DATA IN THIS EXERCISE

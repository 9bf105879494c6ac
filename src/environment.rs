//! Environment precomputation: equirect panorama to cubemap, and diffuse
//! irradiance convolution.
//!
//! Both operations render a unit cube once per face into a 6-layer
//! Rgba16Float texture, with a 90-degree projection and a fixed per-face
//! view matrix. All transient resources (capture pipeline, vertex buffer,
//! uniform buffer) drop at the end of the call; every pass is scoped, so
//! nothing leaks into later rendering.

use glam::{Mat4, Vec3};

use crate::gpu::GpuContext;
use crate::shaders;
use crate::texture::Texture;

/// Position-only unit cube, 36 vertices, used by the capture passes and
/// the skybox.
#[rustfmt::skip]
pub(crate) const CUBE_POSITIONS: [f32; 108] = [
    // back
    -1.0, -1.0, -1.0,   1.0,  1.0, -1.0,   1.0, -1.0, -1.0,
     1.0,  1.0, -1.0,  -1.0, -1.0, -1.0,  -1.0,  1.0, -1.0,
    // front
    -1.0, -1.0,  1.0,   1.0, -1.0,  1.0,   1.0,  1.0,  1.0,
     1.0,  1.0,  1.0,  -1.0,  1.0,  1.0,  -1.0, -1.0,  1.0,
    // left
    -1.0,  1.0,  1.0,  -1.0,  1.0, -1.0,  -1.0, -1.0, -1.0,
    -1.0, -1.0, -1.0,  -1.0, -1.0,  1.0,  -1.0,  1.0,  1.0,
    // right
     1.0,  1.0,  1.0,   1.0, -1.0, -1.0,   1.0,  1.0, -1.0,
     1.0, -1.0, -1.0,   1.0,  1.0,  1.0,   1.0, -1.0,  1.0,
    // bottom
    -1.0, -1.0, -1.0,   1.0, -1.0, -1.0,   1.0, -1.0,  1.0,
     1.0, -1.0,  1.0,  -1.0, -1.0,  1.0,  -1.0, -1.0, -1.0,
    // top
    -1.0,  1.0, -1.0,   1.0,  1.0,  1.0,   1.0,  1.0, -1.0,
     1.0,  1.0,  1.0,  -1.0,  1.0, -1.0,  -1.0,  1.0,  1.0,
];

/// Vertex layout for the position-only capture cube.
pub(crate) const CUBE_LAYOUT: wgpu::VertexBufferLayout<'static> = wgpu::VertexBufferLayout {
    array_stride: 12,
    step_mode: wgpu::VertexStepMode::Vertex,
    attributes: &[wgpu::VertexAttribute {
        offset: 0,
        shader_location: 0,
        format: wgpu::VertexFormat::Float32x3,
    }],
};

/// Projection shared by every capture face: 90-degree FOV, square aspect,
/// near/far bracketing the unit cube.
pub fn face_projection() -> Mat4 {
    Mat4::perspective_rh(90f32.to_radians(), 1.0, 0.1, 10.0)
}

/// Per-face view matrices in cubemap layer order (+X, -X, +Y, -Y, +Z, -Z).
///
/// The up vectors follow the cubemap convention: Y faces use Z-aligned up,
/// the others use -Y.
pub fn face_views() -> [Mat4; 6] {
    let look = |dir: Vec3, up: Vec3| Mat4::look_at_rh(Vec3::ZERO, dir, up);
    [
        look(Vec3::X, Vec3::NEG_Y),
        look(Vec3::NEG_X, Vec3::NEG_Y),
        look(Vec3::Y, Vec3::Z),
        look(Vec3::NEG_Y, Vec3::NEG_Z),
        look(Vec3::Z, Vec3::NEG_Y),
        look(Vec3::NEG_Z, Vec3::NEG_Y),
    ]
}

#[repr(C)]
#[derive(Copy, Clone, bytemuck::Pod, bytemuck::Zeroable)]
struct CaptureUniforms {
    proj: [[f32; 4]; 4],
    view: [[f32; 4]; 4],
}

/// A GPU cubemap with a cube-dimension view for sampling.
#[derive(Debug)]
pub struct Cubemap {
    #[allow(dead_code)]
    pub(crate) texture: wgpu::Texture,
    pub(crate) view: wgpu::TextureView,
    pub(crate) sampler: wgpu::Sampler,
    pub face_size: u32,
}

impl Cubemap {
    fn create_target(gpu: &GpuContext, face_size: u32, label: &str) -> wgpu::Texture {
        gpu.device.create_texture(&wgpu::TextureDescriptor {
            label: Some(label),
            size: wgpu::Extent3d {
                width: face_size,
                height: face_size,
                depth_or_array_layers: 6,
            },
            mip_level_count: 1,
            sample_count: 1,
            dimension: wgpu::TextureDimension::D2,
            format: wgpu::TextureFormat::Rgba16Float,
            usage: wgpu::TextureUsages::TEXTURE_BINDING
                | wgpu::TextureUsages::RENDER_ATTACHMENT
                | wgpu::TextureUsages::COPY_DST,
            view_formats: &[],
        })
    }

    fn finish(gpu: &GpuContext, texture: wgpu::Texture, face_size: u32, label: &str) -> Self {
        let view = texture.create_view(&wgpu::TextureViewDescriptor {
            label: Some(label),
            dimension: Some(wgpu::TextureViewDimension::Cube),
            ..Default::default()
        });

        let sampler = gpu.device.create_sampler(&wgpu::SamplerDescriptor {
            label: Some(&format!("{} Sampler", label)),
            address_mode_u: wgpu::AddressMode::ClampToEdge,
            address_mode_v: wgpu::AddressMode::ClampToEdge,
            address_mode_w: wgpu::AddressMode::ClampToEdge,
            mag_filter: wgpu::FilterMode::Linear,
            min_filter: wgpu::FilterMode::Linear,
            mipmap_filter: wgpu::FilterMode::Nearest,
            ..Default::default()
        });

        Self {
            texture,
            view,
            sampler,
            face_size,
        }
    }

    /// A solid-color cubemap, used until a panorama loads successfully.
    pub fn solid(gpu: &GpuContext, face_size: u32, color: Vec3) -> Self {
        let texel = [
            half::f16::from_f32(color.x).to_bits(),
            half::f16::from_f32(color.y).to_bits(),
            half::f16::from_f32(color.z).to_bits(),
            half::f16::from_f32(1.0).to_bits(),
        ];
        let texels = (face_size * face_size) as usize;
        let mut face_data = Vec::with_capacity(texels * 4);
        for _ in 0..texels {
            face_data.extend_from_slice(&texel);
        }

        let texture = Self::create_target(gpu, face_size, "Solid Cubemap");
        for face in 0..6u32 {
            gpu.queue.write_texture(
                wgpu::TexelCopyTextureInfo {
                    texture: &texture,
                    mip_level: 0,
                    origin: wgpu::Origin3d {
                        x: 0,
                        y: 0,
                        z: face,
                    },
                    aspect: wgpu::TextureAspect::All,
                },
                bytemuck::cast_slice(&face_data),
                wgpu::TexelCopyBufferLayout {
                    offset: 0,
                    bytes_per_row: Some(8 * face_size),
                    rows_per_image: Some(face_size),
                },
                wgpu::Extent3d {
                    width: face_size,
                    height: face_size,
                    depth_or_array_layers: 1,
                },
            );
        }

        Self::finish(gpu, texture, face_size, "Solid Cubemap")
    }
}

/// Renders the capture cube six times, once per cubemap face, with the
/// given shader and source binding.
fn render_faces(
    gpu: &GpuContext,
    shader_name: &str,
    source_view: &wgpu::TextureView,
    source_sampler: &wgpu::Sampler,
    source_dimension: wgpu::TextureViewDimension,
    face_size: u32,
    label: &str,
) -> Cubemap {
    use wgpu::util::DeviceExt;

    let device = &gpu.device;
    let shader = shaders::create_module(gpu, shader_name);

    let uniform_buffer = device.create_buffer(&wgpu::BufferDescriptor {
        label: Some("Capture Uniforms"),
        size: std::mem::size_of::<CaptureUniforms>() as u64,
        usage: wgpu::BufferUsages::UNIFORM | wgpu::BufferUsages::COPY_DST,
        mapped_at_creation: false,
    });

    let bind_group_layout = device.create_bind_group_layout(&wgpu::BindGroupLayoutDescriptor {
        label: Some("Capture Bind Group Layout"),
        entries: &[
            wgpu::BindGroupLayoutEntry {
                binding: 0,
                visibility: wgpu::ShaderStages::VERTEX,
                ty: wgpu::BindingType::Buffer {
                    ty: wgpu::BufferBindingType::Uniform,
                    has_dynamic_offset: false,
                    min_binding_size: None,
                },
                count: None,
            },
            wgpu::BindGroupLayoutEntry {
                binding: 1,
                visibility: wgpu::ShaderStages::FRAGMENT,
                ty: wgpu::BindingType::Texture {
                    sample_type: wgpu::TextureSampleType::Float { filterable: true },
                    view_dimension: source_dimension,
                    multisampled: false,
                },
                count: None,
            },
            wgpu::BindGroupLayoutEntry {
                binding: 2,
                visibility: wgpu::ShaderStages::FRAGMENT,
                ty: wgpu::BindingType::Sampler(wgpu::SamplerBindingType::Filtering),
                count: None,
            },
        ],
    });

    let bind_group = device.create_bind_group(&wgpu::BindGroupDescriptor {
        label: Some("Capture Bind Group"),
        layout: &bind_group_layout,
        entries: &[
            wgpu::BindGroupEntry {
                binding: 0,
                resource: uniform_buffer.as_entire_binding(),
            },
            wgpu::BindGroupEntry {
                binding: 1,
                resource: wgpu::BindingResource::TextureView(source_view),
            },
            wgpu::BindGroupEntry {
                binding: 2,
                resource: wgpu::BindingResource::Sampler(source_sampler),
            },
        ],
    });

    let pipeline_layout = device.create_pipeline_layout(&wgpu::PipelineLayoutDescriptor {
        label: Some("Capture Pipeline Layout"),
        bind_group_layouts: &[&bind_group_layout],
        push_constant_ranges: &[],
    });

    let pipeline = device.create_render_pipeline(&wgpu::RenderPipelineDescriptor {
        label: Some("Capture Pipeline"),
        layout: Some(&pipeline_layout),
        vertex: wgpu::VertexState {
            module: &shader,
            entry_point: Some("vs"),
            buffers: &[CUBE_LAYOUT],
            compilation_options: Default::default(),
        },
        fragment: Some(wgpu::FragmentState {
            module: &shader,
            entry_point: Some("fs"),
            targets: &[Some(wgpu::ColorTargetState {
                format: wgpu::TextureFormat::Rgba16Float,
                blend: None,
                write_mask: wgpu::ColorWrites::ALL,
            })],
            compilation_options: Default::default(),
        }),
        primitive: wgpu::PrimitiveState {
            topology: wgpu::PrimitiveTopology::TriangleList,
            cull_mode: None,
            ..Default::default()
        },
        depth_stencil: None,
        multisample: wgpu::MultisampleState::default(),
        multiview: None,
        cache: None,
    });

    let cube_buffer = device.create_buffer_init(&wgpu::util::BufferInitDescriptor {
        label: Some("Capture Cube Vertices"),
        contents: bytemuck::cast_slice(&CUBE_POSITIONS),
        usage: wgpu::BufferUsages::VERTEX,
    });

    let target = Cubemap::create_target(gpu, face_size, label);
    let proj = face_projection();
    let views = face_views();

    // One submit per face: write_buffer is staged at submit time, so the
    // uniform update must land before the pass that reads it.
    for (face, view) in views.iter().enumerate() {
        let uniforms = CaptureUniforms {
            proj: proj.to_cols_array_2d(),
            view: view.to_cols_array_2d(),
        };
        gpu.queue
            .write_buffer(&uniform_buffer, 0, bytemuck::cast_slice(&[uniforms]));

        let face_view = target.create_view(&wgpu::TextureViewDescriptor {
            label: Some("Capture Face View"),
            dimension: Some(wgpu::TextureViewDimension::D2),
            base_array_layer: face as u32,
            array_layer_count: Some(1),
            ..Default::default()
        });

        let mut encoder = device.create_command_encoder(&wgpu::CommandEncoderDescriptor {
            label: Some("Capture Encoder"),
        });
        {
            let mut pass = encoder.begin_render_pass(&wgpu::RenderPassDescriptor {
                label: Some("Capture Pass"),
                color_attachments: &[Some(wgpu::RenderPassColorAttachment {
                    view: &face_view,
                    resolve_target: None,
                    ops: wgpu::Operations {
                        load: wgpu::LoadOp::Clear(wgpu::Color::BLACK),
                        store: wgpu::StoreOp::Store,
                    },
                    depth_slice: None,
                })],
                depth_stencil_attachment: None,
                timestamp_writes: None,
                occlusion_query_set: None,
            });

            pass.set_pipeline(&pipeline);
            pass.set_bind_group(0, &bind_group, &[]);
            pass.set_vertex_buffer(0, cube_buffer.slice(..));
            pass.draw(0..36, 0..1);
        }
        gpu.queue.submit(Some(encoder.finish()));
    }

    Cubemap::finish(gpu, target, face_size, label)
}

/// Project an equirectangular HDR panorama onto a cubemap.
pub fn project_panorama(gpu: &GpuContext, panorama: &Texture, face_size: u32) -> Cubemap {
    log::info!("Projecting panorama to {0}x{0} cubemap", face_size);
    render_faces(
        gpu,
        "equirect_to_cubemap",
        &panorama.view,
        &panorama.sampler,
        wgpu::TextureViewDimension::D2,
        face_size,
        "Environment Cubemap",
    )
}

/// Convolve an environment cubemap into a diffuse irradiance cubemap.
///
/// The result varies smoothly with direction, so a small face size is
/// plenty; 32 matches the sampling density of the convolution shader.
pub fn convolve_irradiance(gpu: &GpuContext, environment: &Cubemap, face_size: u32) -> Cubemap {
    log::info!("Convolving irradiance at {0}x{0} per face", face_size);
    render_faces(
        gpu,
        "irradiance_convolution",
        &environment.view,
        &environment.sampler,
        wgpu::TextureViewDimension::Cube,
        face_size,
        "Irradiance Cubemap",
    )
}

#[cfg(test)]
mod tests {
    use super::*;
    use glam::Vec4;

    #[test]
    fn capture_cube_spans_unit_bounds() {
        assert_eq!(CUBE_POSITIONS.len(), 108);
        for c in CUBE_POSITIONS {
            assert!(c == 1.0 || c == -1.0);
        }
    }

    #[test]
    fn projection_is_90_degrees_square() {
        let proj = face_projection();
        // 90-degree FOV at aspect 1.0 puts 1.0 on both focal diagonals.
        assert!((proj.x_axis.x - 1.0).abs() < 1e-5);
        assert!((proj.y_axis.y - 1.0).abs() < 1e-5);
    }

    #[test]
    fn face_views_look_down_each_axis() {
        let dirs = [
            Vec3::X,
            Vec3::NEG_X,
            Vec3::Y,
            Vec3::NEG_Y,
            Vec3::Z,
            Vec3::NEG_Z,
        ];
        for (view, dir) in face_views().iter().zip(dirs) {
            // The face direction maps to the view-space forward axis (-Z).
            let forward = *view * Vec4::new(dir.x, dir.y, dir.z, 0.0);
            assert!((forward.z + 1.0).abs() < 1e-5, "dir {:?} -> {:?}", dir, forward);
            assert!(forward.x.abs() < 1e-5);
            assert!(forward.y.abs() < 1e-5);
        }
    }

    #[test]
    fn face_views_have_no_translation() {
        for view in face_views() {
            let t = view.w_axis;
            assert!((Vec4::new(t.x, t.y, t.z, t.w) - Vec4::W).length() < 1e-5);
        }
    }
}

WHAT IS NEEDED
An exact copy of the lines above, from the one containing "assert!((forward.z + 1.0).abs()" through the one containing "let t = view.w_axis;", is the whole of the answer.

COMPLETED EXERCISE
            assert!((forward.z + 1.0).abs() < 1e-5, "dir {:?} -> {:?}", dir, forward);
            assert!(forward.x.abs() < 1e-5);
            assert!(forward.y.abs() < 1e-5);
        }
    }

    #[test]
    fn face_views_have_no_translation() {
        for view in face_views() {
            let t = view.w_axis;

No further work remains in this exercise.